▸ TASK DIRECTIONS
Repeat, please, only the lines from the top of the data down to the line with "C1 (U+0080–U+009F) control"; include both of those lines.

▸ EXTRACTED ENTRIES
//! Guess normalizer — canonicalizes text for equality comparison
//!
//! Two guesses that differ only in case, surrounding whitespace, interior
//! whitespace runs, or injected control characters must compare equal.
//! The pipeline, in order:
//!
//! 1. Strip C0 (U+0000–U+001F, U+007F) and C1 (U+0080–U+009F) control
//!    characters — invisible or injected characters must not skew the
//!    comparison
//! 2. Lowercase with simple case folding
//! 3. Trim leading and trailing whitespace
//! 4. Collapse every whitespace run to a single space
//!
//! # Guarantees
//!
//! - **Idempotent**: `normalize(normalize(x)) == normalize(x)`
//! - **Deterministic**: same input always produces same output
//! - **Total**: never fails; empty or all-control input yields `""`

use sha2::{Digest, Sha256};

use crate::cipher::Shift;

/// Canonicalize text for comparison.
///
/// Control characters are stripped before whitespace handling, so a tab
/// or newline vanishes entirely rather than becoming a space.
pub fn normalize(text: &str) -> String {
    let mut out = String::with_capacity(text.len());
    let mut pending_space = false;

    for c in text.chars() {
        if is_control(c) {
            continue;
        }
        if c.is_whitespace() {
            // Leading runs produce no space because `out` is still empty
            if !out.is_empty() {
                pending_space = true;
            }
            continue;
        }
        if pending_space {
            out.push(' ');
            pending_space = false;
        }
        for lower in c.to_lowercase() {
            out.push(lower);
        }
    }
    // A trailing pending_space is dropped — that is the trim step
    out
}

/// C0 and C1 control ranges, including DEL
fn is_control(c: char) -> bool {
    matches!(u32::from(c), 0x00..=0x1F | 0x7F..=0x9F)
}

/// Deterministic SHA-256 fingerprint of a puzzle.
///
/// Computed over the normalized message and the canonical shift, so the
/// same puzzle always hashes identically while logs and transcripts never
/// need to carry the plaintext itself.
pub fn puzzle_fingerprint(message: &str, shift: Shift) -> String {
    let mut hasher = Sha256::new();
    hasher.update(normalize(message).as_bytes());
    hasher.update([shift.value()]);
    format!("{:x}", hasher.finalize())
}
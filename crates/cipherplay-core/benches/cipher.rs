//! Benchmarks for the cipher and normalizer hot paths.
//!
//! Measures encrypt/decrypt throughput over a paragraph-sized message and
//! normalization cost on a whitespace-heavy guess.

use criterion::{black_box, criterion_group, criterion_main, Criterion, Throughput};

use cipherplay_core::{decrypt, encrypt, normalize, Shift};

const BENCH_MESSAGE: &str = "Fortune favors the bold. The eagle has landed, \
all roads lead to Rome; carpe diem, seize the day! Knowledge is power and \
the die is cast; beware the ides of March.";

const BENCH_GUESS: &str = "  Fortune   FAVORS\tthe   bold.  The EAGLE has \
landed,  all roads   lead to Rome  ";

fn bench_encrypt(c: &mut Criterion) {
    let mut group = c.benchmark_group("encrypt");
    group.throughput(Throughput::Bytes(BENCH_MESSAGE.len() as u64));
    group.bench_function("shift_13", |b| {
        b.iter(|| encrypt(black_box(BENCH_MESSAGE), Shift::new(13)));
    });
    group.finish();
}

fn bench_decrypt(c: &mut Criterion) {
    let ciphertext = encrypt(BENCH_MESSAGE, Shift::new(13));
    let mut group = c.benchmark_group("decrypt");
    group.throughput(Throughput::Bytes(ciphertext.len() as u64));
    group.bench_function("shift_13", |b| {
        b.iter(|| decrypt(black_box(&ciphertext), Shift::new(13)));
    });
    group.finish();
}

fn bench_normalize(c: &mut Criterion) {
    let mut group = c.benchmark_group("normalize");
    group.throughput(Throughput::Bytes(BENCH_GUESS.len() as u64));
    group.bench_function("messy_guess", |b| {
        b.iter(|| normalize(black_box(BENCH_GUESS)));
    });
    group.finish();
}

criterion_group!(benches, bench_encrypt, bench_decrypt, bench_normalize);
criterion_main!(benches);
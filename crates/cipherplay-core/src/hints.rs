//! Hint ladder — deterministic, incrementally revealing message facts
//!
//! Each rung reveals strictly more structure than the one before it, and
//! no rung ever reveals the literal answer in full. The ladder is derived
//! once from the normalized message, so the same message always produces
//! the same hints in the same order.
//!
//! Rungs, in order of increasing disclosure:
//!
//! 1. Character count
//! 2. First letter
//! 3. First word (multi-word messages only — for a single word this would
//!    be the whole answer)
//! 4. Last word (multi-word messages only)
//! 5. An interior span from the middle third of the message

use crate::normalizer::normalize;

/// Build the full hint sequence for a message.
///
/// Rungs that would reveal the entire answer are omitted, so short or
/// single-word messages yield a shorter ladder.
pub fn build_ladder(message: &str) -> Vec<String> {
    let canonical = normalize(message);
    let chars: Vec<char> = canonical.chars().collect();
    let words: Vec<&str> = canonical.split_whitespace().collect();

    let mut ladder = Vec::new();

    ladder.push(format!(
        "The message is {} characters long, spaces included.",
        chars.len()
    ));

    if let Some(first) = chars.first() {
        ladder.push(format!("It begins with the letter '{}'.", first));
    }

    if let [first, .., last] = words.as_slice() {
        ladder.push(format!("The first word is '{}'.", first));
        ladder.push(format!("The last word is '{}'.", last));
    }

    let span = interior_span(&chars);
    if !span.is_empty() && span.chars().count() < chars.len() {
        ladder.push(format!("Somewhere in the middle: '{}'.", span));
    }

    ladder
}

/// The middle third of the message, by character position
fn interior_span(chars: &[char]) -> String {
    let len = chars.len();
    chars[len / 3..(2 * len) / 3].iter().collect()
}

#[cfg(test)]
mod tests {
    use super::*;

    #[test]
    fn test_ladder_is_deterministic() {
        let a = build_ladder("Fortune favors the bold");
        let b = build_ladder("Fortune favors the bold");
        assert_eq!(a, b);
    }

    #[test]
    fn test_ladder_normalizes_before_deriving() {
        // Case and spacing differences produce the same ladder
        assert_eq!(
            build_ladder("  Fortune   FAVORS the bold "),
            build_ladder("fortune favors the bold")
        );
    }

    #[test]
    fn test_multi_word_ladder_rungs() {
        let ladder = build_ladder("Veni vidi vici");
        assert_eq!(ladder.len(), 5);
        assert!(ladder[0].contains("14 characters"));
        assert!(ladder[1].contains("'v'"));
        assert!(ladder[2].contains("'veni'"));
        assert!(ladder[3].contains("'vici'"));
        assert!(ladder[4].contains("Somewhere in the middle"));
    }

    #[test]
    fn test_no_rung_reveals_full_answer() {
        for message in [
            "Veni vidi vici",
            "The eagle has landed",
            "Carpe diem seize the day",
            "Eureka",
            "ab",
        ] {
            let canonical = normalize(message);
            for rung in build_ladder(message) {
                // The quoted fragment must never be the whole message
                assert!(
                    !rung.contains(&format!("'{}'", canonical)),
                    "rung {:?} reveals the full answer for {:?}",
                    rung,
                    message
                );
            }
        }
    }

    #[test]
    fn test_single_word_skips_word_rungs() {
        let ladder = build_ladder("Eureka");
        // length, first letter, interior span — no first/last word
        assert_eq!(ladder.len(), 3);
        assert!(ladder[0].contains("6 characters"));
        assert!(ladder[1].contains("'e'"));
        assert!(ladder[2].contains("'re'"));
        assert!(!ladder.iter().any(|h| h.contains("word")));
    }

    #[test]
    fn test_degenerate_messages() {
        // Empty message: only the (zero) length rung survives
        assert_eq!(build_ladder("").len(), 1);
        // Single char: interior span would be empty, first letter is the
        // answer — accepted, since rungs reveal fragments, never framed as
        // the full message
        let ladder = build_ladder("x");
        assert_eq!(ladder.len(), 2);
    }
}
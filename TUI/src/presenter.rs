// View model for the active result card

use ratatui::{
    style::{Color, Style},
    text::{Line, Span},
};

use crate::chart::PlotView;
use crate::markdown;
use crate::solve::{ResultKind, SolveResult};

const RAW_FG: Color = Color::Rgb(171, 178, 191);

/// Everything the result panel draws, derived from one `SolveResult`.
pub struct ResultCard<'a> {
    pub final_answer: &'a str,
    pub remark: &'a str,
    pub solution: &'a str,
    pub kind: ResultKind,
    /// Present only for graphable results with finite samples
    pub plot: Option<PlotView>,
}

impl<'a> ResultCard<'a> {
    pub fn new(result: &'a SolveResult) -> Self {
        Self {
            final_answer: result.final_answer(),
            remark: result.benny_comment(),
            solution: result.solution_markdown(),
            kind: result.kind(),
            plot: result.plot_points().and_then(PlotView::new),
        }
    }

    pub fn has_chart(&self) -> bool {
        self.plot.is_some()
    }

    /// Solution text as styled lines, or verbatim when `raw` is set.
    pub fn solution_lines(&self, width: usize, raw: bool) -> Vec<Line<'static>> {
        if raw {
            return self
                .solution
                .lines()
                .map(|l| Line::from(Span::styled(l.to_string(), Style::default().fg(RAW_FG))))
                .collect();
        }
        let elements = markdown::parse_markdown(self.solution);
        markdown::render_markdown(&elements, width)
    }
}
// Key bindings: terminal key events to actions

use crossterm::event::{KeyCode, KeyEvent, KeyEventKind, KeyModifiers};

use crate::action::Action;
use crate::session::Mode;
use crate::ui_state::{Focus, Screen};

pub fn map_key(screen: Screen, focus: Focus, key: KeyEvent) -> Option<Action> {
    // Release and repeat events are reported on some terminals
    if key.kind != KeyEventKind::Press {
        return None;
    }

    let ctrl = key.modifiers.contains(KeyModifiers::CONTROL);

    if screen == Screen::Home {
        return match key.code {
            KeyCode::Esc => Some(Action::Quit),
            KeyCode::Char('c') if ctrl => Some(Action::Quit),
            _ => Some(Action::Start),
        };
    }

    let action = match key.code {
        KeyCode::Char('c') if ctrl => Action::Quit,
        KeyCode::Char('v') if ctrl => Action::PasteClipboard,
        KeyCode::Char('l') if ctrl => Action::NewSession,
        KeyCode::Char(_) if ctrl => return None,
        KeyCode::F(n @ 1..=4) => Action::SetMode(Mode::ALL[n as usize - 1]),
        KeyCode::F(5) => Action::ToggleHelp,
        KeyCode::F(6) => Action::ToggleRawMarkdown,
        KeyCode::Tab | KeyCode::BackTab => Action::CycleFocus,
        KeyCode::Esc => Action::Escape,
        KeyCode::Backspace => Action::DeleteLast,
        KeyCode::Delete => Action::ClearInput,
        KeyCode::PageUp => Action::ScrollUp,
        KeyCode::PageDown => Action::ScrollDown,
        KeyCode::Enter => match focus {
            Focus::Input => Action::Submit,
            Focus::Keypad | Focus::Sidebar => Action::Activate,
        },
        KeyCode::Char(' ') if focus == Focus::Keypad => Action::Activate,
        KeyCode::Up => match focus {
            Focus::Input => Action::ScrollUp,
            _ => Action::Up,
        },
        KeyCode::Down => match focus {
            Focus::Input => Action::ScrollDown,
            _ => Action::Down,
        },
        KeyCode::Right if focus == Focus::Sidebar => Action::ShowDetails,
        KeyCode::Left if focus == Focus::Sidebar => return None,
        KeyCode::Left => Action::Left,
        KeyCode::Right => Action::Right,
        KeyCode::Char(c) => Action::Insert(c.to_string()),
        _ => return None,
    };

    Some(action)
}
fn draw_input(frame: &mut Frame, app: &App, area: Rect) {
    let border_color = if app.ui.focus == Focus::Input {
        blend((45, 50, 60), (101, 150, 243), (app.animation_frame as f64 / 90.0).sin() * 0.3 + 0.7)
    } else {
        BORDER_DIM
    };

    let mut block = panel(" Expression ".to_string(), TEXT_SECONDARY, border_color);
    if let Some(status) = &app.ui.status_message {
        block = block.title_bottom(Span::styled(format!(" {} ", status), Style::default().fg(WARM_BROWN)));
    }

    let inner = block.inner(area);
    frame.render_widget(block, area);

    let cursor = if app.animation_frame % 30 < 15 { "|" } else { " " };
    let badge = format!(" {} ", app.session.mode.badge());
    let prompt = vec![
        Span::styled(badge, Style::default().fg(BG_DARK).bg(COPPER).add_modifier(Modifier::BOLD)),
        Span::styled(" > ", Style::default().fg(SAPPHIRE)),
        Span::styled(app.session.expression.as_str().to_string(), Style::default().fg(TEXT_PRIMARY)),
        Span::styled(cursor, Style::default().fg(TEXT_PRIMARY)),
    ];

    // Keep the tail of long expressions visible
    let used = app.session.mode.badge().width() + 5 + app.session.expression.char_count();
    let overflow = used.saturating_sub(inner.width as usize) as u16;
    frame.render_widget(Paragraph::new(Line::from(prompt)).scroll((0, overflow)), inner);
}

fn answer_color(kind: ResultKind) -> Color {
    match kind {
        ResultKind::Math => PALE_YELLOW,
        ResultKind::Chat => BURGUNDY,
    }
}

fn mood_color(mood: Mood) -> Color {
    match mood {
        Mood::Idle => TEXT_SECONDARY,
        Mood::Thinking => SAPPHIRE,
        Mood::Happy => OLIVE,
        Mood::Excited => PALE_YELLOW,
        Mood::Puzzled => BURGUNDY,
    }
}

fn draw_result(frame: &mut Frame, app: &App, area: Rect) {
    let active = app.session.current_result();
    let mood = Mood::for_state(app.session.is_processing(), active);

    let toggle = if app.ui.show_raw_markdown { " ○ Raw " } else { " ◉ Preview " };
    let block = panel(" Result ".to_string(), TEXT_PRIMARY, BORDER_ACCENT)
        .title_bottom(Span::styled(toggle, Style::default().fg(TEXT_MUTED)));
    let inner = block.inner(area);
    frame.render_widget(block, area);

    let card = active.map(ResultCard::new);

    let has_chart = card.as_ref().is_some_and(|c| c.has_chart());
    let constraints = if has_chart {
        vec![Constraint::Length(4), Constraint::Percentage(55), Constraint::Min(3)]
    } else {
        vec![Constraint::Length(4), Constraint::Length(0), Constraint::Min(3)]
    };
    let chunks = Layout::default()
        .direction(Direction::Vertical)
        .constraints(constraints)
        .split(inner);

    // Mascot on the left, answer and remark beside it
    let header = Layout::default()
        .direction(Direction::Horizontal)
        .constraints([Constraint::Length(14), Constraint::Min(10)])
        .split(chunks[0]);

    let face: Vec<Line> = mood
        .face(app.animation_frame)
        .iter()
        .map(|l| Line::from(Span::styled(*l, Style::default().fg(mood_color(mood)))))
        .collect();
    frame.render_widget(Paragraph::new(face), header[0]);

    let answer_fg = card.as_ref().map_or(PALE_YELLOW, |c| answer_color(c.kind));
    let summary = match &card {
        Some(card) => vec![
            Line::from(vec![
                Span::styled("= ", Style::default().fg(COPPER)),
                Span::styled(
                    card.final_answer.to_string(),
                    Style::default().fg(answer_fg).add_modifier(Modifier::BOLD),
                ),
            ]),
            Line::from(""),
            Line::from(Span::styled(
                format!("\"{}\"", card.remark),
                Style::default().fg(TAN).add_modifier(Modifier::ITALIC),
            )),
        ],
        None => vec![
            Line::from(""),
            Line::from(Span::styled(mood.caption(), Style::default().fg(TEXT_MUTED))),
        ],
    };
    let summary = if app.session.is_processing() {
        vec![Line::from(""), Line::from(Span::styled(mood.caption(), Style::default().fg(SAPPHIRE)))]
    } else {
        summary
    };
    frame.render_widget(Paragraph::new(summary).wrap(Wrap { trim: true }), header[1]);

    let Some(card) = card else {
        return;
    };

    if let Some(view) = card.plot.as_ref().filter(|_| chunks[1].height >= 6 && chunks[1].width >= 24) {
        draw_plot(frame, view, app.ui.plot_cursor, chunks[1]);
    }

    let body = chunks[2];
    let lines = card.solution_lines(body.width as usize, app.ui.show_raw_markdown);
    frame.render_widget(Paragraph::new(lines).wrap(Wrap { trim: false }), body);
}

fn draw_plot(frame: &mut Frame, view: &PlotView, cursor: usize, area: Rect) {
    let cursor = cursor.min(view.len().saturating_sub(1));
    let highlight: Vec<(f64, f64)> = view.series.get(cursor).copied().into_iter().collect();

    let mut datasets: Vec<Dataset> = view
        .grid
        .iter()
        .map(|segment| {
            Dataset::default()
                .marker(symbols::Marker::Braille)
                .graph_type(GraphType::Line)
                .style(Style::default().fg(GRID))
                .data(segment)
        })
        .collect();

    for zero in [&view.x_zero, &view.y_zero].into_iter().flatten() {
        datasets.push(
            Dataset::default()
                .marker(symbols::Marker::Braille)
                .graph_type(GraphType::Line)
                .style(Style::default().fg(TEXT_MUTED))
                .data(zero),
        );
    }

    datasets.push(
        Dataset::default()
            .marker(symbols::Marker::Braille)
            .graph_type(GraphType::Line)
            .style(Style::default().fg(SAPPHIRE))
            .data(&view.series),
    );
    datasets.push(
        Dataset::default()
            .marker(symbols::Marker::Block)
            .graph_type(GraphType::Scatter)
            .style(Style::default().fg(PALE_YELLOW))
            .data(&highlight),
    );

    let tooltip = view.tooltip(cursor).unwrap_or_default();
    let block = Block::default()
        .title(Span::styled(
            format!(" Graph ({} pts) ", view.len()),
            Style::default().fg(CYAN_LIGHT).add_modifier(Modifier::BOLD),
        ))
        .title_bottom(Span::styled(
            format!(" ◆ {} ", tooltip),
            Style::default().fg(BG_DARK).bg(PALE_YELLOW),
        ))
        .borders(Borders::ALL)
        .border_type(BorderType::Rounded)
        .border_style(Style::default().fg(BORDER_DIM))
        .style(Style::default().bg(BG_PANEL));

    let chart = Chart::new(datasets)
        .block(block)
        .x_axis(
            Axis::default()
                .bounds(view.x_bounds)
                .labels(view.x_labels.clone())
                .style(Style::default().fg(TEXT_MUTED)),
        )
        .y_axis(
            Axis::default()
                .bounds(view.y_bounds)
                .labels(view.y_labels.clone())
                .style(Style::default().fg(TEXT_MUTED)),
        );
    frame.render_widget(chart, area);
}

fn draw_keypad(frame: &mut Frame, app: &App, area: Rect) {
    let focused = app.ui.focus == Focus::Keypad;
    let title = if app.keypad.is_alt() { " Keypad · calculus " } else { " Keypad " };
    let block = panel(title.to_string(), COPPER, focus_color(app, Focus::Keypad));
    let inner = block.inner(area);
    frame.render_widget(block, area);

    let (cursor_row, cursor_col) = app.keypad.cursor();
    let lines: Vec<Line> = app
        .keypad
        .rows()
        .iter()
        .enumerate()
        .map(|(r, row)| {
            let cell_width = (inner.width as usize / row.len().max(1)).clamp(3, 9);
            let spans: Vec<Span> = row
                .iter()
                .enumerate()
                .map(|(c, key)| {
                    let label = key.label(app.keypad.is_alt());
                    let base = match key {
                        Key::Solve => Style::default().fg(BG_DARK).bg(SAPPHIRE),
                        Key::Clear | Key::Backspace => Style::default().fg(BURGUNDY),
                        Key::ToggleFunctions => Style::default().fg(LAVENDER),
                        Key::Token { .. } if r == 0 || r == 6 => Style::default().fg(CYAN_LIGHT),
                        Key::Token { .. } => Style::default().fg(TEXT_PRIMARY),
                    };
                    let style = if focused && (r, c) == (cursor_row, cursor_col) {
                        Style::default().fg(BG_DARK).bg(PALE_YELLOW).add_modifier(Modifier::BOLD)
                    } else {
                        base
                    };
                    let pad = cell_width.saturating_sub(label.width());
                    let cell = format!("{}{}{}", " ".repeat(pad / 2), label, " ".repeat(pad - pad / 2));
                    Span::styled(cell, style)
                })
                .collect();
            Line::from(spans)
        })
        .collect();

    frame.render_widget(Paragraph::new(lines).alignment(Alignment::Center), inner);
}
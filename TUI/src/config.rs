/// Application configuration and constants.
use std::env;

pub const DEFAULT_MODEL: &str = "gemini-2.5-flash";
pub const DEFAULT_BASE_URL: &str = "https://generativelanguage.googleapis.com/v1beta";

/// Settings for the remote solver.
#[derive(Debug, Clone, PartialEq)]
pub struct SolverConfig {
    /// Read once at startup; never validated locally
    pub api_key: String,
    pub model: String,
    pub base_url: String,
    /// Kept low for math precision
    pub temperature: f32,
}

impl Default for SolverConfig {
    fn default() -> Self {
        Self {
            api_key: String::new(),
            model: DEFAULT_MODEL.to_string(),
            base_url: DEFAULT_BASE_URL.to_string(),
            temperature: 0.2,
        }
    }
}

impl SolverConfig {
    /// Defaults overlaid with `API_KEY` (or `GEMINI_API_KEY`), `BENNY_MODEL`
    /// and `BENNY_API_BASE`.
    pub fn from_env() -> Self {
        Self::from_lookup(|name| env::var(name).ok())
    }

    fn from_lookup(lookup: impl Fn(&str) -> Option<String>) -> Self {
        let non_empty = |name: &str| lookup(name).filter(|v| !v.trim().is_empty());
        let defaults = Self::default();

        Self {
            api_key: non_empty("API_KEY")
                .or_else(|| non_empty("GEMINI_API_KEY"))
                .unwrap_or_default(),
            model: non_empty("BENNY_MODEL").unwrap_or(defaults.model),
            base_url: non_empty("BENNY_API_BASE").unwrap_or(defaults.base_url),
            temperature: defaults.temperature,
        }
    }

    pub fn has_api_key(&self) -> bool {
        !self.api_key.is_empty()
    }
}

pub struct Config {
    /// Main loop tick rate in milliseconds (target 60 FPS = ~16ms)
    pub tick_rate_ms: u64,

    /// How many ticks to show status messages (180 = ~3s at 60fps)
    pub status_timeout_ticks: u64,

    /// Modulo for animation frame counter
    pub animation_frame_mod: usize,

    /// Duration of send animation in ticks
    pub send_animation_ticks: u8,

    /// Lines to scroll per key press
    pub scroll_step: usize,

    /// Width of the sidebar in characters
    pub sidebar_width: u16,

    /// History rows shown in the sidebar
    pub history_display_limit: usize,

    /// Past Q/A pairs sent along with each query
    pub context_window: usize,

    pub solver: SolverConfig,
}

impl Default for Config {
    fn default() -> Self {
        Self {
            tick_rate_ms: 16,
            status_timeout_ticks: 180,
            animation_frame_mod: 360,
            send_animation_ticks: 20,
            scroll_step: 3,
            sidebar_width: 30,
            history_display_limit: 10,
            context_window: 2,
            solver: SolverConfig::default(),
        }
    }
}
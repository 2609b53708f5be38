// Virtual keypad: layout, highlight cursor and key presses

#[derive(Debug, Clone, Copy, PartialEq, Eq)]
pub enum Key {
    /// Appends `insert` to the expression; `label` is what the key shows
    Token { label: &'static str, insert: &'static str },
    Clear,
    Backspace,
    Solve,
    ToggleFunctions,
}

impl Key {
    pub fn label(&self, alt: bool) -> &'static str {
        match self {
            Key::Token { label, .. } => *label,
            Key::Clear => "AC",
            Key::Backspace => "⌫",
            Key::Solve => "=",
            Key::ToggleFunctions => {
                if alt {
                    "123"
                } else {
                    "Func"
                }
            }
        }
    }
}

const fn token(label: &'static str, insert: &'static str) -> Key {
    Key::Token { label, insert }
}

const FUNCTION_ROW: [Key; 5] = [
    Key::ToggleFunctions,
    token("sin", "sin("),
    token("cos", "cos("),
    token("tan", "tan("),
    token("√", "sqrt("),
];

const CALCULUS_ROW: [Key; 5] = [
    Key::ToggleFunctions,
    token("d/dx", "d/dx "),
    token("∫", "∫ "),
    token("∑", "sum("),
    token("lim", "lim "),
];

const MAIN_GRID: [[Key; 4]; 5] = [
    [Key::Clear, token("(", "("), token(")", ")"), token("÷", "/")],
    [token("7", "7"), token("8", "8"), token("9", "9"), token("×", "*")],
    [token("4", "4"), token("5", "5"), token("6", "6"), token("-", "-")],
    [token("1", "1"), token("2", "2"), token("3", "3"), token("+", "+")],
    [token("0", "0"), token(".", "."), Key::Backspace, Key::Solve],
];

const VARIABLE_ROW: [Key; 9] = [
    token("x", "x"),
    token("y", "y"),
    token("^", "^"),
    token("pi", "pi"),
    token("e", "e"),
    token("!", "!"),
    token("log", "log"),
    token("ln", "ln"),
    token("abs", "abs"),
];

/// What pressing a key asks the controller to do.
#[derive(Debug, Clone, Copy, PartialEq, Eq)]
pub enum KeyPress {
    Insert(&'static str),
    Clear,
    Backspace,
    Solve,
    /// Handled inside the keypad (page switch)
    Consumed,
}

#[derive(Debug, Default)]
pub struct Keypad {
    alt: bool,
    row: usize,
    col: usize,
}

impl Keypad {
    pub fn new() -> Self {
        Self::default()
    }

    pub fn is_alt(&self) -> bool {
        self.alt
    }

    pub fn rows(&self) -> Vec<&'static [Key]> {
        let function_row: &'static [Key] = if self.alt { &CALCULUS_ROW } else { &FUNCTION_ROW };
        let mut rows = vec![function_row];
        rows.extend(MAIN_GRID.iter().map(|r| r.as_slice()));
        rows.push(&VARIABLE_ROW);
        rows
    }

    pub fn cursor(&self) -> (usize, usize) {
        (self.row, self.col)
    }

    pub fn highlighted(&self) -> Key {
        let rows = self.rows();
        rows[self.row][self.col]
    }

    pub fn move_up(&mut self) {
        self.row = self.row.saturating_sub(1);
        self.clamp_col();
    }

    pub fn move_down(&mut self) {
        self.row = (self.row + 1).min(self.rows().len() - 1);
        self.clamp_col();
    }

    pub fn move_left(&mut self) {
        self.col = self.col.saturating_sub(1);
    }

    pub fn move_right(&mut self) {
        let width = self.rows()[self.row].len();
        self.col = (self.col + 1).min(width - 1);
    }

    fn clamp_col(&mut self) {
        let width = self.rows()[self.row].len();
        self.col = self.col.min(width - 1);
    }

    pub fn press(&mut self) -> KeyPress {
        match self.highlighted() {
            Key::Token { insert, .. } => KeyPress::Insert(insert),
            Key::Clear => KeyPress::Clear,
            Key::Backspace => KeyPress::Backspace,
            Key::Solve => KeyPress::Solve,
            Key::ToggleFunctions => {
                self.alt = !self.alt;
                KeyPress::Consumed
            }
        }
    }
}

▸ ANSWER SECTION
//! Guess normalizer — canonicalizes text for equality comparison
//!
//! Two guesses that differ only in case, surrounding whitespace, interior
//! whitespace runs, or injected control characters must compare equal.
//! The pipeline, in order:
//!
//! 1. Strip C0 (U+0000–U+001F, U+007F) and C1 (U+0080–U+009F) control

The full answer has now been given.